I find it particularly annoying as I work in a setting where we do not even prescribe drugs for which one needs a DEA number, but pharmacies and insurers insist on us having one so they can track us. Huh?
More government tax that they can waste on more stupid programs that don’t work
The majority of us would be better off if the doctors would stop prescribing medication for everything. People take chloresterol drugs so they can continue their unhealthy eating habits. Ditto for hypertensive drugs. They don’t get “healthier”. Their symptoms just go away so they think they’re healthier. Many of us feel that doctors have sold us out to the pharmaceutical companies. It’s just easier for everyone if we go quietly along with the plan. At this point, I would not see a doctor unless I had an injury, or an acute illness. I know that I can only rely on ME for my health. I wish everyone understood that, and took their own health into their own hands.
You had your rant, there’s mine.
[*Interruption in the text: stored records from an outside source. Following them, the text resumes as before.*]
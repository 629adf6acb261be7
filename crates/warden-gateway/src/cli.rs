//! Command-line interface.
//!
//! Every flag can also come from a `WARDEN_*` environment variable. Flags
//! override values from `--config`, which override built-in defaults.

use std::path::PathBuf;
use std::time::Duration;

use clap::Parser;

use crate::config::{GatewayConfig, GatewayConfigBuilder};
use crate::error::GatewayResult;
use crate::logging::LogFormat;

fn parse_duration(raw: &str) -> Result<Duration, String> {
    warden_policy::parse_duration(raw).map_err(|e| e.to_string())
}

/// Authenticating reverse proxy.
#[derive(Debug, Parser)]
#[command(name = "warden", version, about)]
pub struct Cli {
    /// Configuration file (TOML or JSON)
    #[arg(short = 'c', long, env = "WARDEN_CONFIG")]
    pub config: Option<PathBuf>,

    /// Port to listen on
    #[arg(short = 'p', long, env = "WARDEN_PORT")]
    pub port: Option<u16>,

    /// Address to bind to
    #[arg(long, env = "WARDEN_LISTEN_ADDR")]
    pub listen_addr: Option<String>,

    /// Secret used to sign session tokens
    #[arg(long, env = "WARDEN_JWT_SECRET", hide_env_values = true)]
    pub jwt_secret: Option<String>,

    /// OAuth2 client as `Name;ClientID;ClientSecret` (repeatable)
    #[arg(
        long = "oauth2-client",
        env = "WARDEN_OAUTH2_CLIENTS",
        value_delimiter = ',',
        hide_env_values = true
    )]
    pub oauth2_clients: Vec<String>,

    /// Proxy and access-control manifest (YAML)
    #[arg(short = 'f', long, env = "WARDEN_MANIFEST")]
    pub manifest: Option<PathBuf>,

    /// Reload the manifest when it changes
    #[arg(long, env = "WARDEN_WATCH")]
    pub watch: bool,

    /// Mark cookies `Secure`
    #[arg(long, env = "WARDEN_SECURE_COOKIE")]
    pub secure_cookie: bool,

    /// TLS is terminated in front of the gateway
    #[arg(long, env = "WARDEN_BEHIND_TLS")]
    pub behind_tls: bool,

    /// Upstream request timeout, e.g. `30s` or `2m`
    #[arg(long, env = "WARDEN_UPSTREAM_TIMEOUT", value_parser = parse_duration)]
    pub upstream_timeout: Option<Duration>,

    /// Log at debug level
    #[arg(short = 'd', long, env = "WARDEN_DEBUG")]
    pub debug: bool,

    /// Log output format
    #[arg(long, env = "WARDEN_LOG_FORMAT", value_enum)]
    pub log_format: Option<LogFormat>,
}

impl Cli {
    /// Merge the flags over the config file, if any, and validate.
    ///
    /// Boolean flags can only switch a setting on.
    pub fn into_config(self) -> GatewayResult<GatewayConfig> {
        let base = match &self.config {
            Some(path) => GatewayConfig::from_file(path)?,
            None => GatewayConfig::default(),
        };
        let mut builder = GatewayConfigBuilder::from_config(base);

        if let Some(port) = self.port {
            builder = builder.port(port);
        }
        if let Some(addr) = self.listen_addr {
            builder = builder.listen_addr(addr);
        }
        if let Some(secret) = self.jwt_secret {
            builder = builder.jwt_secret(secret);
        }
        for spec in self.oauth2_clients {
            builder = builder.oauth2_client(spec);
        }
        if let Some(path) = self.manifest {
            builder = builder.manifest(path);
        }
        if self.watch {
            builder = builder.watch(true);
        }
        if self.secure_cookie {
            builder = builder.secure_cookie(true);
        }
        if self.behind_tls {
            builder = builder.behind_tls(true);
        }
        if let Some(timeout) = self.upstream_timeout {
            builder = builder.upstream_timeout(timeout);
        }
        if self.debug {
            builder = builder.debug(true);
        }
        if let Some(format) = self.log_format {
            builder = builder.log_format(format);
        }

        builder.build()
    }
}

#[cfg(test)]
mod tests {
    use super::*;
    use std::io::Write;

    fn parse(args: &[&str]) -> Cli {
        Cli::try_parse_from(std::iter::once("warden").chain(args.iter().copied())).unwrap()
    }

    #[test]
    fn test_minimal_flags() {
        let config = parse(&[
            "--jwt-secret",
            "s3cret",
            "--oauth2-client",
            "github;id;secret",
            "-f",
            "manifest.yaml",
        ])
        .into_config()
        .unwrap();

        assert_eq!(config.server.port, 8080);
        assert_eq!(config.auth.jwt_secret, "s3cret");
        assert_eq!(config.auth.oauth2_clients, vec!["github;id;secret"]);
        assert_eq!(config.manifest.path, Some(PathBuf::from("manifest.yaml")));
        assert!(!config.manifest.watch);
        config.validate().unwrap();
    }

    #[test]
    fn test_repeated_and_delimited_clients() {
        let cli = parse(&[
            "--oauth2-client",
            "github;a;b,google;c;d",
            "--oauth2-client",
            "other;e;f",
        ]);
        assert_eq!(cli.oauth2_clients, vec!["github;a;b", "google;c;d", "other;e;f"]);
    }

    #[test]
    fn test_all_flags() {
        let config = parse(&[
            "-p",
            "9000",
            "--listen-addr",
            "127.0.0.1",
            "--jwt-secret",
            "x",
            "--oauth2-client",
            "google;a;b",
            "--manifest",
            "m.yaml",
            "--watch",
            "--secure-cookie",
            "--behind-tls",
            "--upstream-timeout",
            "5s",
            "--debug",
            "--log-format",
            "pretty",
        ])
        .into_config()
        .unwrap();

        assert_eq!(config.socket_addr().unwrap().to_string(), "127.0.0.1:9000");
        assert!(config.manifest.watch);
        assert!(config.server.secure_cookie);
        assert!(config.server.behind_tls);
        assert!(config.secure_cookies());
        assert_eq!(config.server.upstream_timeout, Duration::from_secs(5));
        assert!(config.logging.debug);
        assert_eq!(config.logging.format, LogFormat::Pretty);
    }

    #[test]
    fn test_invalid_timeout_rejected() {
        let result = Cli::try_parse_from(["warden", "--upstream-timeout", "soon"]);
        assert!(result.is_err());
    }

    #[test]
    fn test_flags_override_config_file() {
        let mut file = tempfile::Builder::new().suffix(".toml").tempfile().unwrap();
        writeln!(
            file,
            "[server]\nport = 7000\nupstream_timeout = \"10s\"\n\n\
             [auth]\njwt_secret = \"from-file\"\noauth2_clients = [\"github;id;secret\"]\n\n\
             [manifest]\npath = \"manifest.yaml\"\n"
        )
        .unwrap();

        let config = parse(&[
            "--config",
            file.path().to_str().unwrap(),
            "--port",
            "7001",
        ])
        .into_config()
        .unwrap();

        assert_eq!(config.server.port, 7001);
        assert_eq!(config.server.upstream_timeout, Duration::from_secs(10));
        assert_eq!(config.auth.jwt_secret, "from-file");
    }
}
I realize this doesn’t address your complaint at all, but you touched a nerve with the mention of drug dispensing, and I am very disillusioned with it, too, but for different reasons, and from the patient’s side of the equation.
I AGREE that a physician shouldn’t have to pay for the “privilege” of practising medicine. I think we should all pay the costs of keeping you and your peers trained and credentialed. We’re all in this together. Just like teachers shouldn’t have to pay for their own continuing education.
I DISAGREE with your ranting about the “guv’mint”.
I suspect that the first-world countries which provide universal health care also have special requirements for dispensing
mindbending drugs. I’m sure they don’t make the docs pay for it, since they’ve already decided that care for everyone is everyone’s responsibility. That’s the basic problem, confusing a needed social profession with a business similar to a barbershop or a stock brokerage. Our schizophrenic system has the public pay for hospitals and EMTs, and then charges docs fees like this.
Second, of course, is our country’s insane attitudes toward addiction, for which you can thank the frightened conservatives who implemented the phony War on Drugs, and who haven’t the guts to admit it was a mistake. Then the same conservatives decide anything
done through government is bad, and that we shouldn’t spend public money on public needs. The consequence is decimated government budgets, and greater burdens being passed on as “fees” for things like this.
By the way, I’ve run into two excellent books about addiction which may interest some of your readers: In the Realm of Hungry Ghosts,
by a doc whose name I forget-he practices on Vancouver’s Skid Row, and is brilliant about addiction. The other is Empowering Your Sober Self, by Martin Nicolaus. He started Life Ring, the first sound, nonreligious alternative to AA that I’ve encountered.